McMaster went back into the White House without taking questions from reporters.
Greg Miller, one of the reporters on the Post story, told CNN that the White House was “playing word games” to “blunt the effect” of the report, as his report indicated that Trump did not get into sources and methods but the contents of the intelligence.
The New York Times story added that, while the president has broad declassification powers, the ally whose intel was shared “has repeatedly warned American officials that it would cut off access to such sensitive information if it were shared too widely.”
Senate Minority Leader Chuck Schumer (D-N.Y.) said that “if the report is true, it is very disturbing.”

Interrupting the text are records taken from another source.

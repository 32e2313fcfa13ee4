//! Three-tier configuration facade.

use parking_lot::Mutex;
use serde::de::DeserializeOwned;
use serde_json::Value;
use std::sync::{Arc, Weak};
use tokio::task::JoinHandle;

use crate::autoload::json::{empty_document, parse_document};
use crate::autoload::JsonPollingLoader;
use crate::config::{validate_settings, ConfSettings, ResolvedSettings};
use crate::conf::state::{load_state, run_saver, SharedState, StateFile};
use crate::error::{ConfError, LoadError, PersistError};
use crate::lifecycle::Shutdown;
use crate::source::ContentFetcher;

/// Called after the Dynamic document changes, with the facade and the
/// previous document.
pub type DynUpdateHandler = Box<dyn Fn(&LiveConf, Arc<Value>) + Send + Sync>;

/// Local, Dynamic and State configuration of one process.
///
/// Cheap to clone; clones share every tier and background task.
#[derive(Clone)]
pub struct LiveConf {
    inner: Arc<ConfInner>,
}

struct ConfInner {
    settings: ResolvedSettings,
    local: Arc<Value>,
    dynamic: JsonPollingLoader,
    state: SharedState,
    state_file: Option<Arc<StateFile>>,
    shutdown: Shutdown,
    tasks: Mutex<Vec<JoinHandle<()>>>,
}

impl LiveConf {
    /// Load every tier without a Dynamic update handler.
    pub async fn load(settings: ConfSettings) -> Result<Self, ConfError> {
        Self::load_inner(settings, None).await
    }

    /// Load every tier; `handler` runs on each later Dynamic change.
    pub async fn load_with_handler<F>(settings: ConfSettings, handler: F) -> Result<Self, ConfError>
    where
        F: Fn(&LiveConf, Arc<Value>) + Send + Sync + 'static,
    {
        Self::load_inner(settings, Some(Box::new(handler))).await
    }

    /// Local first (fatal on error), then State (never fatal) and its saver,
    /// then Dynamic, which resolves only after its first successful fetch.
    async fn load_inner(
        settings: ConfSettings,
        handler: Option<DynUpdateHandler>,
    ) -> Result<Self, ConfError> {
        validate_settings(&settings).map_err(ConfError::Invalid)?;
        let settings = settings.resolve();
        let fetcher = ContentFetcher::new().map_err(ConfError::Client)?;

        let local = if settings.local_location.is_disabled() {
            empty_document()
        } else {
            tracing::info!(app = %settings.app_name, location = %settings.local_location, "Loading local configuration");
            load_local(&fetcher, &settings).await.map_err(ConfError::Local)?
        };

        let shutdown = Shutdown::new();
        let mut tasks = Vec::new();
        let (state, state_file) = match settings.state_path() {
            Some(path) => {
                tracing::info!(app = %settings.app_name, path = %path.display(), "Loading state");
                let state = load_state(&fetcher, path, settings.conf_load_timeout).await;
                let file = Arc::new(StateFile::new(path));
                tasks.push(tokio::spawn(run_saver(
                    state.clone(),
                    Arc::clone(&file),
                    settings.state_save_period,
                    shutdown.subscribe(),
                )));
                (state, Some(file))
            }
            None => (SharedState::new(), None),
        };

        let inner = Arc::new_cyclic(|weak: &Weak<ConfInner>| {
            let weak = weak.clone();
            let dynamic = JsonPollingLoader::builder(settings.dyn_location.clone())
                .label("dynamic")
                .period(settings.dyn_update_period)
                .retry_delay(settings.dyn_retry_delay)
                .handle_first_time(false)
                .on_update(move |previous, _| {
                    if let (Some(handler), Some(inner)) = (&handler, weak.upgrade()) {
                        handler(&LiveConf { inner }, previous);
                    }
                })
                .build(fetcher);

            ConfInner {
                settings,
                local: Arc::new(local),
                dynamic,
                state,
                state_file,
                shutdown,
                tasks: Mutex::new(tasks),
            }
        });
        let conf = LiveConf { inner };

        if let Some(task) = conf.inner.dynamic.start(conf.inner.shutdown.subscribe()).await {
            conf.inner.tasks.lock().push(task);
        }

        tracing::info!(app = %conf.inner.settings.app_name, "Configuration has been loaded");
        Ok(conf)
    }

    /// Local tier, loaded once at startup.
    pub fn local(&self) -> Arc<Value> {
        Arc::clone(&self.inner.local)
    }

    /// Current Dynamic document.
    pub fn dynamic(&self) -> Arc<Value> {
        self.inner.dynamic.data()
    }

    /// Deserialize the current Dynamic document into `T`.
    pub fn dynamic_as<T: DeserializeOwned>(&self) -> Result<T, serde_json::Error> {
        T::deserialize(self.dynamic().as_ref())
    }

    /// Deserialize the Local document into `T`.
    pub fn local_as<T: DeserializeOwned>(&self) -> Result<T, serde_json::Error> {
        T::deserialize(self.inner.local.as_ref())
    }

    /// Mutable State tier.
    pub fn state(&self) -> &SharedState {
        &self.inner.state
    }

    pub fn settings(&self) -> &ResolvedSettings {
        &self.inner.settings
    }

    pub fn dev_mode(&self) -> bool {
        self.inner.settings.dev_mode
    }

    /// Write the State tier now, outside the periodic cycle. A no-op when
    /// persistence is disabled.
    pub async fn save_state(&self) -> Result<(), PersistError> {
        match &self.inner.state_file {
            Some(file) => file.save(&self.inner.state).await,
            None => Ok(()),
        }
    }

    /// Stop the background loops and wait for them; the state saver flushes
    /// one last time on the way out.
    pub async fn close(&self) {
        self.inner.shutdown.trigger();
        let tasks: Vec<_> = self.inner.tasks.lock().drain(..).collect();
        for task in tasks {
            if let Err(e) = task.await {
                tracing::error!(error = %e, "Background task ended abnormally");
            }
        }
        tracing::info!(app = %self.inner.settings.app_name, "Configuration closed");
    }
}

async fn load_local(fetcher: &ContentFetcher, settings: &ResolvedSettings) -> Result<Value, LoadError> {
    let location = &settings.local_location;
    let fetched = fetcher
        .fetch(location, settings.conf_load_timeout)
        .await
        .map_err(|source| LoadError::Fetch {
            location: location.to_string(),
            source,
        })?;
    if !fetched.is_ok() {
        return Err(LoadError::BadStatus {
            location: location.to_string(),
            status: fetched.status,
        });
    }
    parse_document(&location.to_string(), &fetched.body)
}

“Revealing classified information at this level is extremely dangerous and puts at risk the lives of Americans and those who gather intelligence for our country,” Schumer said. “The president owes the intelligence community, the American people, and Congress a full explanation.”
House Speaker Paul Ryan’s (R-Wis.) spokesman Doug Andres said Ryan likewise “hopes for a full explanation of the facts from the administration.”
“We have no way to know what was said, but protecting our nation’s secrets is paramount,” Andres said.
House Minority Leader Nancy Pelosi (D-Calif.) said that if Trump “unwittingly blew a highly classified code-word source to the Russians, that would be dangerous enough; if the president outed a highly classified code-word source intentionally, that would be even more dangerous.” She called for a “full briefing on the extent of the damage President Trump has done.”